Côtes du Rhône Villages (“CDRV”) is an entirely Southern Rhône appellation unlike Côtes du Rhône (“CDR”) which also covers the North. This makes the wines of CDRV much more homogeneous in character than those sold as CDR because the climate, soil, exposure and varietal make-up of the North and South are quite different. The CDRV area is, however, a somewhat moving target as I will detail below.
Let us begin by situating it in the historical context of this Southern Rhône region. The mass of the region’s wines were sold as CDR but certain villages did enjoy greater renown and appeared on labels without there being any rigorous standards or controls. Châteauneuf du Pape was the first zone in the region to develop its own appellation standards in the 1920s (indeed, I believe it was the model for the Appellation d’Origine Contrôlée (“AOC”) system in the whole of France). CDR was the regional generic appellation covering both North and South. In the South, certain zones, such as Tavel (for rosé), Lirac, Beaumes de Venise (for its sweet Muscat) and Rasteau (for its sweet fortified reds), obtained their own AOC and certain villages, such as Gigondas, Cairanne, Vinsobres, etc., won the right to add their name behind CDR on labels.

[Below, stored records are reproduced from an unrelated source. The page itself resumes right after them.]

//! RGBA tile assembly.
//!
//! The resampled block is copied into a transparent `tile_size²` canvas at its
//! placement, and alpha is derived per pixel.
//!
//! # No-data heuristic
//!
//! A pixel is opaque unless its R, G and B are all exactly zero, in which case
//! it is treated as no-data and left transparent. Sources do not carry a
//! no-data value through this pipeline, so genuinely black pixels are
//! indistinguishable from no-data and render transparent. This is a known
//! limitation and is kept as-is for compatibility with existing tile sets.

use image::{Rgba, RgbaImage};

use crate::raster::PixelBlock;

use super::window::Placement;

/// Build the RGBA tile for `block` drawn at `placement`.
///
/// Band mapping: one band is replicated to R, G and B; with two bands the
/// first two fill R and G and blue stays zero; otherwise bands 0..3 map to
/// R, G, B. Pixels outside the placement stay transparent black.
pub fn composite(block: &PixelBlock, placement: &Placement, tile_size: u32) -> RgbaImage {
    let mut canvas = RgbaImage::new(tile_size, tile_size);

    let (red, green, blue) = match (block.band(0), block.band(1), block.band(2)) {
        (Some(gray), None, _) => (gray, gray, Some(gray)),
        (Some(red), Some(green), blue) => (red, green, blue),
        _ => return canvas,
    };

    let width = placement
        .width()
        .min(block.width())
        .min(tile_size.saturating_sub(placement.x0));
    let height = placement
        .height()
        .min(block.height())
        .min(tile_size.saturating_sub(placement.y0));
    let stride = block.width() as usize;

    for row in 0..height {
        for col in 0..width {
            let i = row as usize * stride + col as usize;
            let (r, g, b) = (red[i], green[i], blue.map_or(0, |band| band[i]));
            let alpha = if r == 0 && g == 0 && b == 0 { 0 } else { 255 };

            canvas.put_pixel(
                placement.x0 + col,
                placement.y0 + row,
                Rgba([r, g, b, alpha]),
            );
        }
    }

    canvas
}
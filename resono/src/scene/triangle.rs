use crate::math::{Ray, Vec3};

// Based on Physically Based Rendering 3rd ed.
// http://www.pbr-book.org/3ed-2018/Shapes/Triangles.html

fn max_dimension(v: Vec3) -> usize {
    if v.x > v.y && v.x > v.z {
        0
    } else if v.y > v.z {
        1
    } else {
        2
    }
}

fn permuted(v: Vec3, x: usize, y: usize, z: usize) -> Vec3 {
    Vec3::new(v[x], v[y], v[z])
}

/// Watertight ray-triangle test. Returns the distance along `ray` to the hit in
/// `(0, ray.t_max]`. Both faces are hit.
pub fn intersect(ray: &Ray, p0: Vec3, p1: Vec3, p2: Vec3) -> Option<f32> {
    // The test is done in a space where the ray lies on the +z axis. This way we
    // don't get incorrect misses on rays that hit directly on a shared edge.

    // Do things in relation to ray's origin
    let mut p0t = p0 - ray.o;
    let mut p1t = p1 - ray.o;
    let mut p2t = p2 - ray.o;

    // Permute direction so that Z is largest
    // This ensures there is a non-zero magnitude on Z
    let kz = max_dimension(ray.d.abs());
    let kx = if kz < 2 { kz + 1 } else { 0 };
    let ky = if kx < 2 { kx + 1 } else { 0 };
    p0t = permuted(p0t, kx, ky, kz);
    p1t = permuted(p1t, kx, ky, kz);
    p2t = permuted(p2t, kx, ky, kz);
    let d = permuted(ray.d, kx, ky, kz);

    // Shear to get +Z forward
    // Defer shearing Z since we won't need it if we don't intersect
    let sx = -d.x / d.z;
    let sy = -d.y / d.z;
    let sz = 1.0 / d.z;
    p0t.x += sx * p0t.z;
    p0t.y += sy * p0t.z;
    p1t.x += sx * p1t.z;
    p1t.y += sy * p1t.z;
    p2t.x += sx * p2t.z;
    p2t.y += sy * p2t.z;

    // Edge coefficients
    let (e0, e1, e2) = {
        // No need for Z since we know d is on +Z
        let e0 = p1t.x * p2t.y - p1t.y * p2t.x;
        let e1 = p2t.x * p0t.y - p2t.y * p0t.x;
        let e2 = p0t.x * p1t.y - p0t.y * p1t.x;

        // Fall back to f64 if we're exactly on any edge
        if (e0 == 0.0) || (e1 == 0.0) || (e2 == 0.0) {
            let e0 = (p1t.x as f64) * (p2t.y as f64) - (p1t.y as f64) * (p2t.x as f64);
            let e1 = (p2t.x as f64) * (p0t.y as f64) - (p2t.y as f64) * (p0t.x as f64);
            let e2 = (p0t.x as f64) * (p1t.y as f64) - (p0t.y as f64) * (p1t.x as f64);
            (e0 as f32, e1 as f32, e2 as f32)
        } else {
            (e0, e1, e2)
        }
    };

    // Edge test, i.e. if we miss the triangle
    if ((e0 < 0.0) || (e1 < 0.0) || (e2 < 0.0)) && ((e0 > 0.0) || (e1 > 0.0) || (e2 > 0.0)) {
        return None;
    }

    // Determinant test, i.e. if we hit the triangle edge-on
    let det = e0 + e1 + e2;
    if det == 0.0 {
        return None;
    }

    // Scaled hit distance
    let p0z = p0t.z * sz;
    let p1z = p1t.z * sz;
    let p2z = p2t.z * sz;
    let t_scaled = e0 * p0z + e1 * p1z + e2 * p2z;

    // Test against ray range
    if ((det < 0.0) && ((t_scaled >= 0.0) || (t_scaled < ray.t_max * det)))
        || ((det > 0.0) && ((t_scaled <= 0.0) || (t_scaled > ray.t_max * det)))
    {
        return None;
    }

    let t = t_scaled / det;
    if t.is_finite() {
        Some(t)
    } else {
        None
    }
}
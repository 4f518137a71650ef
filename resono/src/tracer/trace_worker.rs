use std::{sync::mpsc::Sender, time::Instant};

use super::path::{PathStats, TraceContext, WorkItem};
use crate::{accumulator::Accumulator, error::Result};

// Items traced between progress reports
const REPORT_INTERVAL: usize = 512;

pub enum Message {
    Progress {
        thread_id: usize,
        items_done: usize,
        items_total: usize,
        rays: usize,
        elapsed_s: f32,
    },
    Finished {
        thread_id: usize,
        stats: PathStats,
        elapsed_s: f32,
    },
}

/// Traces `batch` into a fresh accumulator.
pub fn launch(
    thread_id: usize,
    ctx: &TraceContext,
    batch: &[WorkItem],
    to_parent: &Sender<Message>,
) -> Result<(Accumulator, PathStats)> {
    log::trace!("Trace thread {}: Begin, {} items", thread_id, batch.len());

    let start = Instant::now();
    let mut acc = Accumulator::new(ctx.table)?;
    let mut stats = PathStats::default();

    for (chunk_index, chunk) in batch.chunks(REPORT_INTERVAL).enumerate() {
        let chunk_start = Instant::now();
        let mut chunk_stats = PathStats::default();
        for &item in chunk {
            ctx.trace(item, &mut acc, &mut chunk_stats);
        }
        stats += chunk_stats;

        // The manager only logs these, a closed channel is not an error for the trace
        let items_done = (chunk_index * REPORT_INTERVAL + chunk.len()).min(batch.len());
        if let Err(why) = to_parent.send(Message::Progress {
            thread_id,
            items_done,
            items_total: batch.len(),
            rays: chunk_stats.rays,
            elapsed_s: chunk_start.elapsed().as_secs_f32(),
        }) {
            log::error!(
                "Trace thread {}: Error sending progress to parent: {}",
                thread_id,
                why
            );
        }
    }

    // Out of range deposits are only known to the accumulator
    stats.dropped += acc.dropped;

    if let Err(why) = to_parent.send(Message::Finished {
        thread_id,
        stats,
        elapsed_s: start.elapsed().as_secs_f32(),
    }) {
        log::error!(
            "Trace thread {}: Error notifying parent on finish: {}",
            thread_id,
            why
        );
    }

    log::trace!("Trace thread {}: End", thread_id);

    Ok((acc, stats))
}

This seems to have been the situation by 1967 when the appellation CDRV was created (my 1970 edition of Larousse des Vins makes no mention of CDRV!?). The Southern villages from CDR deemed best, including the three mentioned in the previous paragraph, were transferred into this new appellation, somewhat stricter standards were applied, including submission to a tasting panel, and progressively over time more villages have been allowed to add their name after CDVR on the label.
As time passed, the villages Gigondas, Vacqueyras and in late 2005/ early 2006 Beaumes de Venise (for its normal reds in addition to its Muscat) and Vinsobres have been promoted to enjoy their own AOC. (To complete the regional picture it is worth adding that following outlying districts now enjoy their own AOC, namely Côtes du Vivarais, Coteaux du Tricastin, Côtes du Ventoux, Côtes du Luberon and Costières de Nîmes.)
At present the appellation zone for CDRV covers 7,890 hectares in the Départements of Gard (on the right bank of the Rhône), Vaucluse (round the papal city of Avignon on the left bank) and Drôme to its North. Fourteen village comprising 5,220 hectares have the right to add their name after CDRV and 70 villages comprising 2,670 hectares have to be content with just CDRV (source le Guide Hachette des Vins 2008). The most famous of these add-on villages are Cairanne and Rasteau, both more worthy of their own appellation, in my view, than Beaumes de Venise, Vinsobres and perhaps Vacqueyras, largely because of some exceptionally talented growers.
For the reds, authorised grape varieties are Grenache 50% minimum, Syrah and/or Mourvèdre 20% minimum and other regional varieties 20% maximum.
In general CDRV standards are much higher than those in CDR, although the CDRs Coudoulet de Beaucastel, Château de Fonsalette, and, from the North, Domaine A. Clape (100% Syrah and really a baby Cornas) are all very fine. As always, my loyalty goes more towards specific estates than towards specific appellations. I can personally recommend the following estates.
Domaine de l’Oratoire Saint-Martin in Cairanne (Alary) for both his reds and whites.
Domaine Marcel Richaud in Cairanne (with the proviso that I have heard that he is now using new oak barrels on his top cuvée, L’Ebrescade).
Domaine Gourt de Mautens (Bressy) in Rasteau (I have not tried the white, which is said to be excellent).
Domaine la Soumade (Roméro) in Rasteau.
Domaine de Beaurenard (Coulon) from Châteauneuf du Pape for his Rasteau.
Domaine Sainte-Anne (Stenmaier) in Saint-Gervais (Gard).
Domaine la Réméjeanne (Klein) from the Gard for his whole range, some CDRV and some CDR.
Some producers seem to get away with a liberal interpretation of the rules. For example Haut-Coustias, the top Cairanne cuvee of Oratoire Saint-Martin, contains 60% Mourvèdre.
I attach a link to the official Côtes du Rhône website providing a map, which appears to be out of date to the extent of still including Vinsobres and Beaumes de Venise within CDRV, and some useful factual information on the villages and rules on permitted yields and grape varieties. It is in French only but the factual part does not look too difficult to decode. (The equivalent pages in English seem to have been hacked!)
http://www.vins-rhone.com/pages/page.as ... r&rub=2520
And this link provides a map of the whole region, both North and South.
http://www.vins-rhone.com/pages/page.as ... r&rub=2100
The maps can be enlarged by clicking on them.